### TASK TO CARRY OUT
Your job is to copy every line in the material containing the word "DiagEvent".

### INPUT FOR THIS TASK
--------------------

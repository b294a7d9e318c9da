//! Acumuladores de digest intercambiables.
//!
//! El fingerprint se construye alimentando un acumulador por partes; el
//! algoritmo concreto es reemplazable sin tocar el resto del core. blake3
//! (256 bits) es el default; SHA-256 queda disponible para stores que ya
//! estén poblados con ese algoritmo.

use sha2::{Digest as _, Sha256};

/// Acumulador incremental de un digest.
pub trait Hasher {
    fn update(&mut self, bytes: &[u8]);
    fn finish(self: Box<Self>) -> Vec<u8>;
}

/// Fábrica de acumuladores: el engine abre uno por fingerprint.
pub trait HashAlgo {
    fn begin(&self) -> Box<dyn Hasher>;
    /// Nombre estable del algoritmo. Diagnóstico; no entra al digest.
    fn name(&self) -> &'static str;
}

/// blake3, 256 bits. Algoritmo por defecto.
#[derive(Debug, Default, Clone, Copy)]
pub struct Blake3Algo;

struct Blake3Hasher(blake3::Hasher);

impl Hasher for Blake3Hasher {
    fn update(&mut self, bytes: &[u8]) {
        self.0.update(bytes);
    }

    fn finish(self: Box<Self>) -> Vec<u8> {
        self.0.finalize().as_bytes().to_vec()
    }
}

impl HashAlgo for Blake3Algo {
    fn begin(&self) -> Box<dyn Hasher> {
        Box::new(Blake3Hasher(blake3::Hasher::new()))
    }

    fn name(&self) -> &'static str {
        "blake3"
    }
}

/// SHA-256 vía `sha2`.
#[derive(Debug, Default, Clone, Copy)]
pub struct Sha256Algo;

struct Sha256Hasher(Sha256);

impl Hasher for Sha256Hasher {
    fn update(&mut self, bytes: &[u8]) {
        self.0.update(bytes);
    }

    fn finish(self: Box<Self>) -> Vec<u8> {
        self.0.finalize().to_vec()
    }
}

impl HashAlgo for Sha256Algo {
    fn begin(&self) -> Box<dyn Hasher> {
        Box::new(Sha256Hasher(Sha256::new()))
    }

    fn name(&self) -> &'static str {
        "sha-256"
    }
}
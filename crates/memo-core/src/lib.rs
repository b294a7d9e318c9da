//! memo-core: motor de evaluación diferida con memoización por fingerprint.
//!
//! Un front-end describe "computar X a partir de Y y Z" como un árbol de
//! nodos pendientes; cada nodo recibe al nacer un fingerprint estructural y
//! se resuelve a demanda consultando el memo en proceso y un store externo
//! antes de ejecutar. Dos cómputos estructuralmente idénticos, en cualquier
//! proceso, apuntan a la misma entrada de cache.
pub mod diag;
pub mod engine;
pub mod errors;
pub mod fingerprint;
pub mod hashing;
pub mod model;
pub mod ops;
pub mod store;
pub mod tree;

pub use diag::{DiagEvent, DiagSink, DiagTag, LogDiagSink, MemoryDiagSink, NoopDiagSink};
pub use engine::{EngineBuilder, MemoEngine};
pub use errors::CoreError;
pub use fingerprint::Fingerprinter;
pub use hashing::{Blake3Algo, HashAlgo, Hasher, Sha256Algo};
pub use model::{CallFn, Callable, CallableIdent, Digest, KwArgs, Node, Operand};
pub use store::{CacheStore, InMemoryStore};
pub use tree::render_tree;

#[cfg(test)]
mod tests {
    use std::cell::Cell;
    use std::collections::BTreeMap;
    use std::rc::Rc;

    use serde_json::{json, Value};

    use super::*;

    /// Callable de suma con identidad fija, para no depender de `ops` acá.
    fn plus() -> Callable {
        Callable::named("tests::plus", module_path!(), Rc::new(|args: &[Value], _kw: &KwArgs| {
            let total = args.iter().map(|v| v.as_i64().unwrap_or(0)).sum::<i64>();
            Ok(Operand::Value(Value::from(total)))
        }))
    }

    /// Callable que cuenta sus invocaciones.
    fn counting(counter: Rc<Cell<u32>>) -> Callable {
        Callable::named("tests::counting", module_path!(), Rc::new(move |args: &[Value], _kw: &KwArgs| {
            counter.set(counter.get() + 1);
            let total = args.iter().map(|v| v.as_i64().unwrap_or(0)).sum::<i64>();
            Ok(Operand::Value(Value::from(total)))
        }))
    }

    #[test]
    fn endpoint_resolves_to_wrapped_value() {
        let mut engine = MemoEngine::in_memory();
        let node = engine.endpoint(json!({"x": 1}));
        assert!(node.is_resolved());
        let value = engine.resolve(&node).expect("endpoint should resolve");
        assert_eq!(value, json!({"x": 1}));
        assert_eq!(engine.diag().tags(), vec![DiagTag::Endpoint]);
    }

    #[test]
    fn call_construction_does_not_execute() {
        let counter = Rc::new(Cell::new(0));
        let engine = MemoEngine::in_memory();
        let node = engine.call(counting(counter.clone()), vec![2.into(), 3.into()], BTreeMap::new());
        assert!(!node.is_resolved());
        assert_eq!(counter.get(), 0);
        // El fingerprint sí existe desde la construcción.
        assert_eq!(node.hex().len(), 64);
    }

    #[test]
    fn resolve_executes_once_and_memoizes() {
        let counter = Rc::new(Cell::new(0));
        let mut engine = MemoEngine::in_memory();
        let node = engine.call(counting(counter.clone()), vec![2.into(), 3.into()], BTreeMap::new());

        assert_eq!(engine.resolve(&node).unwrap(), json!(5));
        assert_eq!(engine.resolve(&node).unwrap(), json!(5));
        assert_eq!(counter.get(), 1, "second resolve must hit the memo tier");
        assert_eq!(engine.diag().tags(), vec![DiagTag::Saved, DiagTag::MemoHit]);
    }

    #[test]
    fn nested_node_operand_contributes_its_digest() {
        let engine = MemoEngine::in_memory();
        let inner = engine.call(plus(), vec![1.into(), 2.into()], BTreeMap::new());
        let outer = engine.call(plus(), vec![inner.clone().into(), 10.into()], BTreeMap::new());
        assert_ne!(inner.hex(), outer.hex());
        // Construir el nodo externo no fuerza la resolución del interno.
        assert!(!inner.is_resolved());
    }

    #[test]
    fn expand_flattens_containers_of_nodes() {
        let mut engine = MemoEngine::in_memory();
        let node = engine.call(plus(), vec![3.into(), 4.into()], BTreeMap::new());
        let operand = Operand::Seq(vec![node.into(), Operand::Value(json!("k"))]);
        let value = engine.expand(&operand).unwrap();
        assert_eq!(value, json!([7, "k"]));
    }
}
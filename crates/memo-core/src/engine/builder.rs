//! Builder para `MemoEngine`.
//!
//! Configura store, sink de diagnóstico, algoritmo de digest y defaults de
//! política antes de fijar el engine. Consumir el builder produce el engine
//! final.

use std::rc::Rc;

use crate::diag::{DiagSink, NoopDiagSink};
use crate::engine::MemoEngine;
use crate::fingerprint::Fingerprinter;
use crate::hashing::{Blake3Algo, HashAlgo};
use crate::store::CacheStore;

pub struct EngineBuilder<S: CacheStore, D: DiagSink> {
    store: S,
    diag: D,
    algo: Rc<dyn HashAlgo>,
    write_default: bool,
    read_default: bool,
}

impl<S: CacheStore> EngineBuilder<S, NoopDiagSink> {
    pub fn new(store: S) -> Self {
        Self { store,
               diag: NoopDiagSink,
               algo: Rc::new(Blake3Algo),
               write_default: true,
               read_default: true }
    }
}

impl<S: CacheStore, D: DiagSink> EngineBuilder<S, D> {
    /// Cambia el algoritmo de digest (blake3 por defecto).
    pub fn algo(mut self, algo: Rc<dyn HashAlgo>) -> Self {
        self.algo = algo;
        self
    }

    /// Sink que recibirá los eventos de resolución.
    pub fn diag<D2: DiagSink>(self, diag: D2) -> EngineBuilder<S, D2> {
        EngineBuilder { store: self.store,
                        diag,
                        algo: self.algo,
                        write_default: self.write_default,
                        read_default: self.read_default }
    }

    /// Default de política de escritura para nodos nuevos.
    pub fn write_default(mut self, enabled: bool) -> Self {
        self.write_default = enabled;
        self
    }

    /// Default de política de lectura para nodos nuevos.
    pub fn read_default(mut self, enabled: bool) -> Self {
        self.read_default = enabled;
        self
    }

    pub fn build(self) -> MemoEngine<S, D> {
        MemoEngine::with_parts(self.store,
                               self.diag,
                               Fingerprinter::new(self.algo),
                               self.write_default,
                               self.read_default)
    }
}
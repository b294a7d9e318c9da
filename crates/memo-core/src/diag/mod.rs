//! Eventos de diagnóstico de la resolución.
//!
//! Cada decisión del algoritmo de resolución emite un tag con el fingerprint
//! del nodo involucrado. Puramente observacional: ningún sink altera el
//! resultado de `resolve`.

use chrono::{DateTime, Utc};
use serde::{Deserialize, Serialize};

/// Desenlace observado para un nodo durante `resolve`.
#[derive(Debug, Clone, Copy, PartialEq, Eq, Serialize, Deserialize)]
pub enum DiagTag {
    /// Endpoint: el valor nació conocido.
    Endpoint,
    /// Call Node ya resuelto antes en este proceso.
    MemoHit,
    /// Cargado desde el store externo.
    CacheHit,
    /// Ejecutado sin persistir (política de escritura apagada).
    Evaluated,
    /// Ejecutado y escrito al store externo.
    Saved,
}

impl DiagTag {
    pub fn as_str(&self) -> &'static str {
        match self {
            DiagTag::Endpoint => "endpoint",
            DiagTag::MemoHit => "memo-hit",
            DiagTag::CacheHit => "cache-hit",
            DiagTag::Evaluated => "evaluated",
            DiagTag::Saved => "saved",
        }
    }
}

/// Evento registrado por `MemoryDiagSink`.
#[derive(Debug, Clone, Serialize, Deserialize)]
pub struct DiagEvent {
    pub seq: u64, // orden de emisión dentro del sink
    pub tag: DiagTag,
    pub fingerprint: String,
    pub ts: DateTime<Utc>, // metadato; nunca entra a ningún fingerprint
}

/// Observador de eventos de resolución.
pub trait DiagSink {
    fn emit(&mut self, tag: DiagTag, fingerprint_hex: &str);
}

/// Descarta todos los eventos.
#[derive(Debug, Default, Clone, Copy)]
pub struct NoopDiagSink;

impl DiagSink for NoopDiagSink {
    fn emit(&mut self, _tag: DiagTag, _fingerprint_hex: &str) {}
}

/// Acumula eventos en memoria para inspección posterior.
#[derive(Debug, Default)]
pub struct MemoryDiagSink {
    pub events: Vec<DiagEvent>,
}

impl MemoryDiagSink {
    pub fn new() -> Self {
        Self::default()
    }

    /// Tags en orden de emisión.
    pub fn tags(&self) -> Vec<DiagTag> {
        self.events.iter().map(|e| e.tag).collect()
    }

    /// Eventos de un fingerprint concreto.
    pub fn for_fingerprint(&self, hex: &str) -> Vec<&DiagEvent> {
        self.events.iter().filter(|e| e.fingerprint == hex).collect()
    }
}

impl DiagSink for MemoryDiagSink {
    fn emit(&mut self, tag: DiagTag, fingerprint_hex: &str) {
        let seq = self.events.len() as u64;
        self.events.push(DiagEvent { seq,
                                     tag,
                                     fingerprint: fingerprint_hex.to_string(),
                                     ts: Utc::now() });
    }
}

/// Reenvía cada evento al facade `log`.
#[derive(Debug, Default, Clone, Copy)]
pub struct LogDiagSink;

impl DiagSink for LogDiagSink {
    fn emit(&mut self, tag: DiagTag, fingerprint_hex: &str) {
        log::debug!(target: "memoflow", "{} {}", tag.as_str(), fingerprint_hex);
    }
}
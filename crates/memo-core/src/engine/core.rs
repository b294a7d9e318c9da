//! Implementación del MemoEngine.

use std::collections::BTreeMap;
use std::rc::Rc;

use serde_json::Value;

use crate::diag::{DiagSink, DiagTag, MemoryDiagSink, NoopDiagSink};
use crate::errors::CoreError;
use crate::fingerprint::Fingerprinter;
use crate::hashing::Blake3Algo;
use crate::model::node::NodeKind;
use crate::model::{Callable, KwArgs, Node, Operand};
use crate::ops;
use crate::store::{CacheStore, InMemoryStore};

/// Motor de resolución memoizada.
///
/// Construye nodos (el fingerprint se calcula al nacer, el callable nunca se
/// ejecuta en la construcción) y los resuelve bajo el algoritmo de tres
/// niveles: memo en proceso → store externo → ejecutar. Garantiza a lo sumo
/// una ejecución por nodo por proceso vía el slot de valor resuelto.
pub struct MemoEngine<S, D>
    where S: CacheStore,
          D: DiagSink
{
    store: S,
    diag: D,
    fingerprinter: Fingerprinter,
    write_default: bool,
    read_default: bool,
}

impl MemoEngine<InMemoryStore, MemoryDiagSink> {
    /// Engine con store en memoria y sink acumulador. Útil en tests y demos.
    pub fn in_memory() -> Self {
        Self::with_stores(InMemoryStore::new(), MemoryDiagSink::new())
    }
}

impl<S: CacheStore> MemoEngine<S, NoopDiagSink> {
    /// Builder para configurar algoritmo, sink y defaults de política.
    pub fn builder(store: S) -> crate::engine::EngineBuilder<S, NoopDiagSink> {
        crate::engine::EngineBuilder::new(store)
    }
}

impl<S, D> MemoEngine<S, D>
    where S: CacheStore,
          D: DiagSink
{
    /// Crea un engine con los colaboradores dados y defaults de política
    /// habilitados.
    pub fn with_stores(store: S, diag: D) -> Self {
        Self { store,
               diag,
               fingerprinter: Fingerprinter::new(Rc::new(Blake3Algo)),
               write_default: true,
               read_default: true }
    }

    pub(crate) fn with_parts(store: S,
                             diag: D,
                             fingerprinter: Fingerprinter,
                             write_default: bool,
                             read_default: bool)
                             -> Self {
        Self { store, diag, fingerprinter, write_default, read_default }
    }

    pub fn store(&self) -> &S {
        &self.store
    }

    pub fn store_mut(&mut self) -> &mut S {
        &mut self.store
    }

    pub fn diag(&self) -> &D {
        &self.diag
    }

    pub fn diag_mut(&mut self) -> &mut D {
        &mut self.diag
    }

    pub fn fingerprinter(&self) -> &Fingerprinter {
        &self.fingerprinter
    }

    /// Acceso mutable, p.ej. para registrar estrategias `Custom`.
    pub fn fingerprinter_mut(&mut self) -> &mut Fingerprinter {
        &mut self.fingerprinter
    }

    /// Default de política de escritura para nodos nuevos.
    pub fn set_write_default(&mut self, enabled: bool) {
        self.write_default = enabled;
    }

    /// Default de política de lectura para nodos nuevos.
    pub fn set_read_default(&mut self, enabled: bool) {
        self.read_default = enabled;
    }

    // ---------------- construcción de nodos ----------------

    /// Envuelve un valor ya conocido. La política de escritura nace
    /// deshabilitada: nada lo computó.
    pub fn endpoint(&self, value: impl Into<Value>) -> Node {
        self.endpoint_with(value, None, None)
    }

    /// Variante con overrides explícitos de política.
    pub fn endpoint_with(&self, value: impl Into<Value>, write: Option<bool>, read: Option<bool>) -> Node {
        let value = value.into();
        let digest = self.fingerprinter.endpoint_digest(&value);
        Node::new_endpoint(value,
                           digest,
                           write.unwrap_or(false),
                           read.unwrap_or(self.read_default))
    }

    /// Construye un Call Node. Nunca ejecuta el callable.
    pub fn call(&self, callable: Callable, args: Vec<Operand>, kwargs: BTreeMap<String, Operand>) -> Node {
        self.call_with(callable, args, kwargs, None, None)
    }

    /// Variante con overrides explícitos de política.
    pub fn call_with(&self,
                     callable: Callable,
                     args: Vec<Operand>,
                     kwargs: BTreeMap<String, Operand>,
                     write: Option<bool>,
                     read: Option<bool>)
                     -> Node {
        let digest = self.fingerprinter.call_digest(&callable, &args, &kwargs);
        Node::new_call(callable,
                       args,
                       kwargs,
                       digest,
                       write.unwrap_or(self.write_default),
                       read.unwrap_or(self.read_default))
    }

    /// Proyección diferida de un campo. Vista derivada: nace con la política
    /// de cache apagada.
    pub fn get_attr(&self, node: &Node, name: &str) -> Node {
        self.call_with(ops::get_attr(),
                       vec![node.clone().into(), name.into()],
                       BTreeMap::new(),
                       Some(false),
                       Some(false))
    }

    /// Indexación diferida (índice de arreglo o clave de objeto).
    pub fn get_item(&self, node: &Node, key: impl Into<Value>) -> Node {
        self.call_with(ops::get_item(),
                       vec![node.clone().into(), Operand::Value(key.into())],
                       BTreeMap::new(),
                       Some(false),
                       Some(false))
    }

    // ---------------- resolución ----------------

    /// Obtiene el valor concreto del nodo.
    ///
    /// Niveles, en orden: slot ya poblado (memo en proceso), store externo si
    /// la política de lectura lo permite, ejecución del callable con operandos
    /// expandidos. Un fallo del callable se propaga sin tocar el slot: un
    /// `resolve` posterior reintenta desde cero, re-expandiendo operandos.
    pub fn resolve(&mut self, node: &Node) -> Result<Value, CoreError> {
        let mut in_flight = Vec::new();
        self.resolve_inner(node, &mut in_flight)
    }

    /// Fuerza una estructura posiblemente pendiente a valores planos:
    /// resuelve nodos, recorre secuencias y mapeos, deja pasar lo demás.
    pub fn expand(&mut self, operand: &Operand) -> Result<Value, CoreError> {
        let mut in_flight = Vec::new();
        self.expand_inner(operand, &mut in_flight)
    }

    fn resolve_inner(&mut self, node: &Node, in_flight: &mut Vec<String>) -> Result<Value, CoreError> {
        // Nivel 1: memo en proceso. Cubre endpoints y Call Nodes ya
        // resueltos; de acá sale la garantía de a-lo-sumo-una-ejecución.
        if let Some(value) = node.resolved() {
            let value = value.clone();
            let tag = if node.is_endpoint() { DiagTag::Endpoint } else { DiagTag::MemoHit };
            self.diag.emit(tag, node.hex());
            return Ok(value);
        }

        // Nivel 2: store externo, si la política de lectura lo permite. Un
        // fallo de `get` se propaga; no se degrada a recomputar.
        if node.read_enabled() && self.store.contains(node.hex()) {
            let value = self.store.get(node.hex())?;
            self.diag.emit(DiagTag::CacheHit, node.hex());
            return Ok(node.memoize(value).clone());
        }

        // Nivel 3: ejecutar. Un fingerprint ya en vuelo significa grafo
        // cíclico; se corta antes de recursar sin fondo.
        if in_flight.iter().any(|hex| hex == node.hex()) {
            return Err(CoreError::CycleDetected { fingerprint: node.hex().to_string() });
        }

        let NodeKind::Call { callable, args, kwargs } = node.kind() else {
            return Err(CoreError::Internal("endpoint node with an empty slot".into()));
        };

        in_flight.push(node.hex().to_string());
        let executed = self.execute_call(callable, args, kwargs, in_flight);
        in_flight.pop();

        let value = node.memoize(executed?).clone();
        if node.write_enabled() {
            self.store.put(node.hex(), &value)?;
            self.diag.emit(DiagTag::Saved, node.hex());
        } else {
            self.diag.emit(DiagTag::Evaluated, node.hex());
        }
        Ok(value)
    }

    fn execute_call(&mut self,
                    callable: &Callable,
                    args: &[Operand],
                    kwargs: &BTreeMap<String, Operand>,
                    in_flight: &mut Vec<String>)
                    -> Result<Value, CoreError> {
        let mut positional = Vec::with_capacity(args.len());
        for arg in args {
            positional.push(self.expand_inner(arg, in_flight)?);
        }
        let mut named = KwArgs::new();
        for (key, value) in kwargs {
            named.insert(key.clone(), self.expand_inner(value, in_flight)?);
        }
        // El resultado puede ser a su vez un nodo o un contenedor de nodos:
        // se expande para que nunca escape un valor pendiente.
        let outcome = callable.invoke(&positional, &named)?;
        self.expand_inner(&outcome, in_flight)
    }

    fn expand_inner(&mut self, operand: &Operand, in_flight: &mut Vec<String>) -> Result<Value, CoreError> {
        match operand {
            Operand::Value(value) => Ok(value.clone()),
            Operand::Seq(items) => {
                let mut out = Vec::with_capacity(items.len());
                for item in items {
                    out.push(self.expand_inner(item, in_flight)?);
                }
                Ok(Value::Array(out))
            }
            Operand::Map(entries) => {
                let mut out = serde_json::Map::new();
                for (key, value) in entries {
                    out.insert(key.clone(), self.expand_inner(value, in_flight)?);
                }
                Ok(Value::Object(out))
            }
            Operand::Node(node) => self.resolve_inner(node, in_flight),
            Operand::Callable(_) => {
                Err(CoreError::Execution("a callable operand cannot expand to a plain value".into()))
            }
            Operand::Custom { payload, .. } => Ok(payload.clone()),
        }
    }
}
use std::collections::BTreeMap;
use std::path::PathBuf;
use std::process;

use memo_core::{ops, render_tree, MemoEngine, MemoryDiagSink};
use memo_persistence::{DirConfig, DirStore};

fn main() {
    // Cargar .env si existe para obtener MEMO_CACHE_DIR
    let _ = dotenvy::dotenv();
    // CLI mínima: `memo-cli demo [--cache-dir DIR] [--no-write] [--no-read]`
    let args: Vec<String> = std::env::args().collect();
    if args.len() < 2 || args[1] != "demo" {
        eprintln!("usage: memo-cli demo [--cache-dir DIR] [--no-write] [--no-read]");
        process::exit(2);
    }

    let mut cache_dir: Option<PathBuf> = None;
    let mut write = true;
    let mut read = true;
    let mut i = 2;
    while i < args.len() {
        match args[i].as_str() {
            "--cache-dir" => {
                i += 1;
                if i < args.len() {
                    cache_dir = Some(PathBuf::from(&args[i]));
                }
            }
            "--no-write" => write = false,
            "--no-read" => read = false,
            other => {
                eprintln!("[memo demo] unknown flag: {other}");
                process::exit(2);
            }
        }
        i += 1;
    }

    let root = cache_dir.unwrap_or_else(|| DirConfig::from_env().root);
    let store = match DirStore::open(&root) {
        Ok(s) => s,
        Err(e) => {
            eprintln!("[memo demo] cannot open cache dir {}: {e}", root.display());
            process::exit(5);
        }
    };

    let mut engine = MemoEngine::builder(store).diag(MemoryDiagSink::new())
                                               .write_default(write)
                                               .read_default(read)
                                               .build();

    // Grafo de demostración: total = add(add(2, 3), record.offset)
    let a = engine.call(ops::add(), vec![2.into(), 3.into()], BTreeMap::new());
    let record = engine.endpoint(serde_json::json!({"offset": 10}));
    let offset = engine.get_attr(&record, "offset");
    let total = engine.call(ops::add(), vec![a.into(), offset.into()], BTreeMap::new());

    println!("pending tree:\n{}", render_tree(&total));

    match engine.resolve(&total) {
        Ok(value) => println!("total = {value}"),
        Err(e) => {
            eprintln!("[memo demo] resolve failed: {e}");
            process::exit(4);
        }
    }
    // Segunda resolución: sale entera del memo en proceso.
    let _ = engine.resolve(&total);

    println!("diagnostics:");
    for ev in &engine.diag().events {
        println!("  {:>2}  {:<9}  {}", ev.seq, ev.tag.as_str(), ev.fingerprint);
    }
    println!("cache dir: {} ({} entries)", root.display(), engine.store().len());
}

--------------------

### YOUR SOLUTION
pub use diag::{DiagEvent, DiagSink, DiagTag, LogDiagSink, MemoryDiagSink, NoopDiagSink};
pub struct DiagEvent {
    pub events: Vec<DiagEvent>,
    pub fn for_fingerprint(&self, hex: &str) -> Vec<&DiagEvent> {
        self.events.push(DiagEvent { seq,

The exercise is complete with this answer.